Dr. Atl em Olinka

Foi difícil escolher a coisa mais apaixonante desta minha viagem ao México, para começar a escrever sobre ela – e de fato ainda não me decidi pela hierarquia nem me importo muito com isso, mas o Dr. Atl está aqui, como primeira postagem do tema, porque eu conheci algo sobre a sua obra apenas poucos dias antes de embarcar (sabendo que ele tinha sido um dos amores de Nahui Olin e inclusive o responsável por batizá-la assim, em náhualt, língua na qual o seu pseudônimo também foi cunhado, significando “água”; desse modo, não por acaso o Dr. Atl aparece como a representação do elemento líquido no famoso afresco de Orozco – mas esse é um assunto para mais tarde). Eu o conheci tão recentemente, portanto, mas já fui uma felizarda por visitar uma exposição com muitos de seus quadros, em Guadalajara. No Hospício Cabañas, a mostra Rotación Cósmica me ensinou muitíssimo.

Rotación

Logo no início, vi fotos do Dr. Atl no vale de Pihuamo, onde ele quis – em vão – instalar sua Ciudad Internacional de la Cultura (um projeto que me lembrou um sonho parecido da Violeta Parra, mas em outro lugar e com diferentes dimensões). O pintor queria construir uma cidade inteira, para artistas e cientistas, e formulava esse desejo desde 1903 – mas foi em 1912, em Paris, que começou de fato a esboçar seu projeto. A cidade seria batizada de Olinka, que em náhuatl quer dizer: “onde se crea em movimiento”. Dr. Atl cogitou como lugares o vale de Teotihuacán, as “estribaciones” de Popocatépétl e Iztaccíhuatl, Tepoztlán, entre outros. Olinka seria uma “fuga hacia el espacio infinito”, onde o homem alcançaria seu potencial absoluto” – mas o que me mais me impressionou foi uma fotografia deste velho homem à procura do local para sua terra prometida: a ausência da perna direita e as extremidades das muletas fincadas na terra, o contorno triangular de sua figura sombreada, terminando num chapéu… tudo fazia lembrar um vulcão! Será que o artista tinha enfim se metamorfoseado no que mais queria?
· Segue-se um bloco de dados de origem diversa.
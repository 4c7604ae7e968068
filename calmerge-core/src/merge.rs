//! Merge orchestration: retrieve, parse, dedupe and sort across sources.
//!
//! Failures are source-scoped. A source whose retrieval or parse fails
//! contributes no events and shows up in [`MergeResult::failures`]; the
//! other sources are merged regardless. Nothing here returns `Err`.

use std::future::Future;
use std::sync::Arc;

use serde::{Serialize, Serializer};
use tokio::task::JoinSet;

use crate::conflict::{ConflictPair, detect_conflicts};
use crate::dedupe::dedupe;
use crate::error::{FeedError, FeedResult};
use crate::event::BookingEvent;
use crate::ics::{ExportOptions, export_calendar, parse_feed};
use crate::identity::UidGenerator;
use crate::source::{Source, SourceId};

/// Retrieval collaborator: turns a locator into raw calendar text.
///
/// Transport, proxying, retries and timeouts are the implementor's business.
pub trait Fetcher: Send + Sync + 'static {
    fn fetch(&self, locator: &str) -> impl Future<Output = FeedResult<String>> + Send;
}

/// What the orchestrator gets for one source.
#[derive(Debug, Clone, PartialEq, Eq)]
pub enum FeedInput {
    /// Fetch the document from this locator.
    Locator(String),
    /// Already-retrieved text, e.g. an uploaded file.
    Text(String),
}

/// A source that contributed nothing to the merge, and why.
#[derive(Debug, Clone, PartialEq, Eq, Serialize)]
pub struct SourceFailure {
    pub source_id: SourceId,
    pub source_name: String,
    #[serde(serialize_with = "serialize_display")]
    pub error: FeedError,
}

impl std::fmt::Display for SourceFailure {
    fn fmt(&self, f: &mut std::fmt::Formatter<'_>) -> std::fmt::Result {
        write!(f, "{}: {}", self.source_name, self.error)
    }
}

fn serialize_display<S: Serializer>(error: &FeedError, serializer: S) -> Result<S::Ok, S::Error> {
    serializer.collect_str(error)
}

/// Deduplicated events in ascending start order, plus per-source failures.
#[derive(Debug, Clone, Default, PartialEq, Eq, Serialize)]
pub struct MergeResult {
    pub events: Vec<BookingEvent>,
    pub failures: Vec<SourceFailure>,
}

impl MergeResult {
    /// True when every source contributed.
    pub fn is_complete(&self) -> bool {
        self.failures.is_empty()
    }

    /// Candidate double-bookings among the merged events.
    pub fn conflicts(&self) -> Vec<ConflictPair<'_>> {
        detect_conflicts(&self.events)
    }

    /// Fold a freshly parsed standalone sequence (an upload) into this result.
    pub fn with_upload(mut self, fresh: Vec<BookingEvent>) -> Self {
        self.events = merge_incremental(self.events, fresh);
        self
    }

    /// Render the merged events as a calendar document.
    pub fn export(&self, options: &ExportOptions, uids: &mut dyn UidGenerator) -> String {
        export_calendar(&self.events, options, uids)
    }
}

/// Merge every source: fetch locators concurrently, then parse, dedupe and
/// sort in input order.
///
/// Fetch completion order has no effect on the result. A fetch task that
/// panics is recorded as a network failure for its source.
pub async fn merge<F: Fetcher>(
    inputs: Vec<(Source, FeedInput)>,
    fetcher: Arc<F>,
    uids: &mut dyn UidGenerator,
) -> MergeResult {
    let mut outcomes: Vec<Option<FeedResult<String>>> = Vec::with_capacity(inputs.len());
    let mut sources = Vec::with_capacity(inputs.len());
    let mut fetches = JoinSet::new();

    for (index, (source, input)) in inputs.into_iter().enumerate() {
        match input {
            FeedInput::Text(text) => outcomes.push(Some(Ok(text))),
            FeedInput::Locator(locator) => {
                outcomes.push(None);
                let fetcher = Arc::clone(&fetcher);
                fetches.spawn(async move { (index, fetcher.fetch(&locator).await) });
            }
        }
        sources.push(source);
    }

    while let Some(joined) = fetches.join_next().await {
        match joined {
            Ok((index, outcome)) => outcomes[index] = Some(outcome),
            Err(e) => tracing::warn!(error = %e, "fetch task did not complete"),
        }
    }

    let fetched = sources
        .into_iter()
        .zip(outcomes)
        .map(|(source, outcome)| {
            let outcome = outcome.unwrap_or_else(|| {
                Err(FeedError::Network("retrieval was abandoned".into()))
            });
            (source, outcome)
        })
        .collect();

    merge_fetched(fetched, uids)
}

/// Merge already-retrieved outcomes. The synchronous half of [`merge`].
pub fn merge_fetched(
    outcomes: Vec<(Source, FeedResult<String>)>,
    uids: &mut dyn UidGenerator,
) -> MergeResult {
    let mut combined = Vec::new();
    let mut failures = Vec::new();

    for (source, outcome) in outcomes {
        match outcome.and_then(|text| parse_feed(&text, &source, uids)) {
            Ok(events) => combined.extend(events),
            Err(error) => {
                tracing::warn!(source = %source.id, name = %source.name, %error, "source skipped");
                failures.push(SourceFailure {
                    source_id: source.id,
                    source_name: source.name,
                    error,
                });
            }
        }
    }

    let mut events = dedupe(combined);
    sort_events(&mut events);

    tracing::debug!(
        events = events.len(),
        failures = failures.len(),
        "merge finished"
    );

    MergeResult { events, failures }
}

/// Re-deduplicate a previous merge together with a fresh sequence.
///
/// Previously merged events come first, so an already known booking keeps
/// its existing attributes.
pub fn merge_incremental(previous: Vec<BookingEvent>, fresh: Vec<BookingEvent>) -> Vec<BookingEvent> {
    let mut combined = previous;
    combined.extend(fresh);

    let mut events = dedupe(combined);
    sort_events(&mut events);
    events
}

/// Ascending start; ties by UID (events without one first), then title.
pub fn sort_events(events: &mut [BookingEvent]) {
    events.sort_by(|a, b| {
        a.start()
            .cmp(&b.start())
            .then_with(|| a.uid().cmp(&b.uid()))
            .then_with(|| a.title().cmp(b.title()))
    });
}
Desde os 19 anos, quando ainda se chamava Gerardo Murillo, ele realizava caminhadas solitárias de até quatro meses de duração, pela espessura das selvas de Nayarit e Jalisco. Buscava paisagens para pintar e situações espirituais que lhe trouxessem revelações cósmicas. Os vulcões o seduziram de modo fulminante, e em 1943 o Dr. Atl se instalou nos arredores do Paricutín por quase um ano. Pintou este vulcão de todos os modos, suas “fumaradas” e jorros de fogo, e depois publicou “Como nasce e cresce um vulcão”, com observações mais profundas do que as de qualquer geólogo.

Não posso deixar de imaginar que o seu amor pela explosão da natureza, por esse tipo de inferno terrestre, por assim dizer, foi um modo de continuar ligado a Carmen Mondragón, essa mulher lança-chamas, intensa e vibrante, uma espécie de Pagu mexicana que ele chamou de Nahui Olin. Na época do relacionamento, ele a fotografou e pintou – e, de acordo com as informações que obtive, sofreu as oscilações da pré-loucura de Nahui. O próprio Dr. Atl não era um ingênuo, óbvio, mas ainda assim conseguiu ser vítima das crises de sua companheira, até que, por uma questão de sobrevivência, resolveu largá-la (parece que ela já havia atirado duas vezes nele). A separação não significou uma existência tranquila: como vulcanólogo, o Dr. Atl constantemente estava se arriscando – e o motivo para ter perdido uma das pernas, gangrenada e amputada até a altura do quadril, foi uma de suas apaixonadas expedições.

parejas31_3Olinka, o seu paraíso artístico, nunca chegou a existir – mas o Dr. Atl, ao pintar obsessivamente os vulcões, talvez reconstruísse a paisagem que estava por trás daquelas bocas fumegantes: os grandes olhos de Nahui, abertos sobre o céu como se o rastro das estrelas tivesse lançado uma golfada sobre a terra.